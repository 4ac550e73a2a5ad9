use crate::config::relay_config::ApiConfig;
use crate::domain::model::{Credentials, LoginOutcome, MediaKind, PostHandle};
use crate::domain::ports::{Authenticator, MediaFetcher, Publisher};
use crate::utils::error::{RelayError, Result};
use async_trait::async_trait;
use reqwest::multipart::{Form, Part};
use reqwest::{Client, RequestBuilder, Response, StatusCode};
use serde::Deserialize;
use std::path::Path;
use std::sync::{Mutex, MutexGuard};
use url::Url;

const CHALLENGE_REQUIRED: &str = "challenge_required";

/// One account session against the account-API bridge.
pub struct HttpSession {
    client: Client,
    base_url: Url,
    state: Mutex<SessionState>,
}

#[derive(Debug, Default)]
struct SessionState {
    username: Option<String>,
    token: Option<String>,
    challenge_id: Option<String>,
}

#[derive(Debug, Default, Deserialize)]
struct ApiEnvelope {
    #[serde(default)]
    status: Option<String>,
    #[serde(default)]
    message: Option<String>,
    #[serde(default)]
    session_id: Option<String>,
    #[serde(default)]
    challenge_id: Option<String>,
    #[serde(default)]
    media_id: Option<String>,
}

impl ApiEnvelope {
    fn is_ok(&self) -> bool {
        self.status.as_deref() == Some("ok")
    }

    fn message_or(&self, status: StatusCode) -> String {
        self.message
            .clone()
            .unwrap_or_else(|| status.canonical_reason().unwrap_or("unknown error").to_string())
    }
}

impl HttpSession {
    pub fn new(config: &ApiConfig) -> Result<Self> {
        let client = Client::builder()
            .timeout(config.timeout())
            .user_agent(config.user_agent.clone())
            .build()?;
        Self::with_client(client, &config.base_url)
    }

    pub fn with_client(client: Client, base_url: &str) -> Result<Self> {
        // join() 需要結尾斜線才不會吃掉最後一段路徑
        let normalized = if base_url.ends_with('/') {
            base_url.to_string()
        } else {
            format!("{}/", base_url)
        };
        let base_url = Url::parse(&normalized).map_err(|e| RelayError::InvalidConfigValueError {
            field: "api.base_url".to_string(),
            value: base_url.to_string(),
            reason: e.to_string(),
        })?;
        Ok(Self {
            client,
            base_url,
            state: Mutex::new(SessionState::default()),
        })
    }

    pub fn is_logged_in(&self) -> bool {
        self.state().token.is_some()
    }

    fn state(&self) -> MutexGuard<'_, SessionState> {
        self.state.lock().unwrap_or_else(|poisoned| poisoned.into_inner())
    }

    fn endpoint(&self, path: &str) -> Result<Url> {
        self.base_url
            .join(path.trim_start_matches('/'))
            .map_err(|e| RelayError::InvalidLink {
                url: path.to_string(),
                reason: e.to_string(),
            })
    }

    fn authorized(&self, request: RequestBuilder) -> Result<RequestBuilder> {
        let token = self
            .state()
            .token
            .clone()
            .ok_or_else(|| RelayError::SessionExpired {
                message: "not logged in".to_string(),
            })?;
        Ok(request.bearer_auth(token))
    }

    fn store_session(&self, envelope: &ApiEnvelope, status: StatusCode) -> Result<()> {
        let token = envelope
            .session_id
            .clone()
            .ok_or_else(|| RelayError::RemoteError {
                status: status.as_u16(),
                message: "response did not include a session id".to_string(),
            })?;
        let mut state = self.state();
        state.token = Some(token);
        state.challenge_id = None;
        Ok(())
    }

    async fn checked(&self, response: Response) -> Result<Response> {
        let status = response.status();
        if status.is_success() {
            return Ok(response);
        }
        let envelope = read_envelope(response).await?;
        Err(classify_failure(status, &envelope.message_or(status)))
    }

    async fn fetch_resource(&self, url: &Url) -> Result<Vec<u8>> {
        let mut request = self.client.get(url.clone());
        if url.host_str() == self.base_url.host_str() && url.port() == self.base_url.port() {
            request = self.authorized(request)?;
        }
        let response = self.checked(request.send().await?).await?;
        Ok(response.bytes().await?.to_vec())
    }
}

#[async_trait]
impl Authenticator for HttpSession {
    async fn login(&self, credentials: &Credentials) -> Result<LoginOutcome> {
        self.state().username = Some(credentials.username.clone());
        tracing::debug!("Making login request for {}", credentials.username);

        let response = self
            .client
            .post(self.endpoint("accounts/login")?)
            .json(&serde_json::json!({
                "username": credentials.username,
                "password": credentials.password,
            }))
            .send()
            .await?;
        let status = response.status();
        tracing::debug!("Login response status: {}", status);
        let envelope = read_envelope(response).await?;

        if envelope.message.as_deref() == Some(CHALLENGE_REQUIRED) {
            self.state().challenge_id = envelope.challenge_id.clone();
            return Ok(LoginOutcome::ChallengeRequired);
        }
        if status.is_success() && envelope.is_ok() {
            self.store_session(&envelope, status)?;
            return Ok(LoginOutcome::LoggedIn);
        }

        match classify_failure(status, &envelope.message_or(status)) {
            RelayError::RemoteError { message, .. } => Err(RelayError::AuthenticationFailed {
                username: credentials.username.clone(),
                message,
            }),
            other => Err(other),
        }
    }

    async fn submit_challenge_code(&self, code: &str) -> Result<()> {
        let (challenge_id, username) = {
            let state = self.state();
            (state.challenge_id.clone(), state.username.clone().unwrap_or_default())
        };
        let challenge_id = challenge_id.ok_or_else(|| RelayError::AuthenticationFailed {
            username,
            message: "no verification challenge is pending".to_string(),
        })?;

        let response = self
            .client
            .post(self.endpoint(&format!("challenge/{}", challenge_id))?)
            .json(&serde_json::json!({ "code": code }))
            .send()
            .await?;
        let status = response.status();
        let envelope = read_envelope(response).await?;

        if status.is_success() && envelope.is_ok() {
            self.store_session(&envelope, status)
        } else {
            Err(classify_failure(status, &envelope.message_or(status)))
        }
    }
}

#[async_trait]
impl MediaFetcher for HttpSession {
    async fn resolve(&self, shortcode: &str) -> Result<PostHandle> {
        let request = self
            .authorized(self.client.get(self.endpoint(&format!("media/{}", shortcode))?))?;
        let response = self.checked(request.send().await?).await?;
        Ok(response.json::<PostHandle>().await?)
    }

    async fn download(&self, post: &PostHandle, target_dir: &Path) -> Result<()> {
        for (index, resource) in post.resources.iter().enumerate() {
            let url = self
                .base_url
                .join(&resource.url)
                .map_err(|e| RelayError::InvalidLink {
                    url: resource.url.clone(),
                    reason: e.to_string(),
                })?;
            let bytes = self.fetch_resource(&url).await?;
            let file_name = format!(
                "{}_{}.{}",
                post.shortcode,
                index + 1,
                resource_extension(&url, resource.kind)
            );
            tracing::debug!("Writing {} bytes to {}", bytes.len(), file_name);
            tokio::fs::write(target_dir.join(file_name), bytes).await?;
        }

        if let Some(caption) = &post.caption {
            tokio::fs::write(target_dir.join(format!("{}.txt", post.shortcode)), caption).await?;
        }
        Ok(())
    }
}

#[async_trait]
impl Publisher for HttpSession {
    async fn upload_clip(&self, video: &Path, caption: &str) -> Result<String> {
        let data = tokio::fs::read(video).await?;
        let file_name = video
            .file_name()
            .map(|name| name.to_string_lossy().to_string())
            .unwrap_or_else(|| "clip.mp4".to_string());
        let part = Part::bytes(data)
            .file_name(file_name)
            .mime_str(video_mime(video))?;
        let form = Form::new()
            .text("caption", caption.to_string())
            .part("video", part);

        let request = self.authorized(self.client.post(self.endpoint("clips/upload")?))?;
        let response = self.checked(request.multipart(form).send().await?).await?;
        let status = response.status();
        let envelope = read_envelope(response).await?;

        envelope.media_id.ok_or_else(|| RelayError::RemoteError {
            status: status.as_u16(),
            message: "upload response did not include a media id".to_string(),
        })
    }
}

async fn read_envelope(response: Response) -> Result<ApiEnvelope> {
    let text = response.text().await?;
    Ok(serde_json::from_str(&text).unwrap_or_else(|_| ApiEnvelope {
        message: (!text.trim().is_empty()).then(|| text.trim().to_string()),
        ..Default::default()
    }))
}

/// Maps a failed response onto the error classes the agents act on.
pub fn classify_failure(status: StatusCode, message: &str) -> RelayError {
    let lower = message.to_lowercase();
    if status == StatusCode::TOO_MANY_REQUESTS
        || lower.contains("rate limit")
        || lower.contains("wait a few minutes")
    {
        RelayError::RateLimited {
            message: message.to_string(),
        }
    } else if status == StatusCode::UNAUTHORIZED || lower.contains("login_required") {
        RelayError::SessionExpired {
            message: message.to_string(),
        }
    } else {
        RelayError::RemoteError {
            status: status.as_u16(),
            message: message.to_string(),
        }
    }
}

fn resource_extension(url: &Url, kind: MediaKind) -> String {
    let from_path = Path::new(url.path())
        .extension()
        .and_then(|ext| ext.to_str())
        .filter(|ext| !ext.is_empty() && ext.chars().all(|c| c.is_ascii_alphanumeric()))
        .map(|ext| ext.to_ascii_lowercase());
    from_path.unwrap_or_else(|| match kind {
        MediaKind::Video => "mp4".to_string(),
        MediaKind::Image => "jpg".to_string(),
    })
}

fn video_mime(path: &Path) -> &'static str {
    match path
        .extension()
        .and_then(|ext| ext.to_str())
        .map(|ext| ext.to_ascii_lowercase())
        .as_deref()
    {
        Some("mov") => "video/quicktime",
        Some("avi") => "video/x-msvideo",
        _ => "video/mp4",
    }
}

_ _ _ _ _

Task:
Reproduce the records above exactly, from the first line through the line containing "use async_trait::async_trait;", and output nothing else.

Task response:
repository 4ac550e73a2a5ad9
use crate::config::relay_config::ApiConfig;
use crate::domain::model::{Credentials, LoginOutcome, MediaKind, PostHandle};
use crate::domain::ports::{Authenticator, MediaFetcher, Publisher};
use crate::utils::error::{RelayError, Result};
use async_trait::async_trait;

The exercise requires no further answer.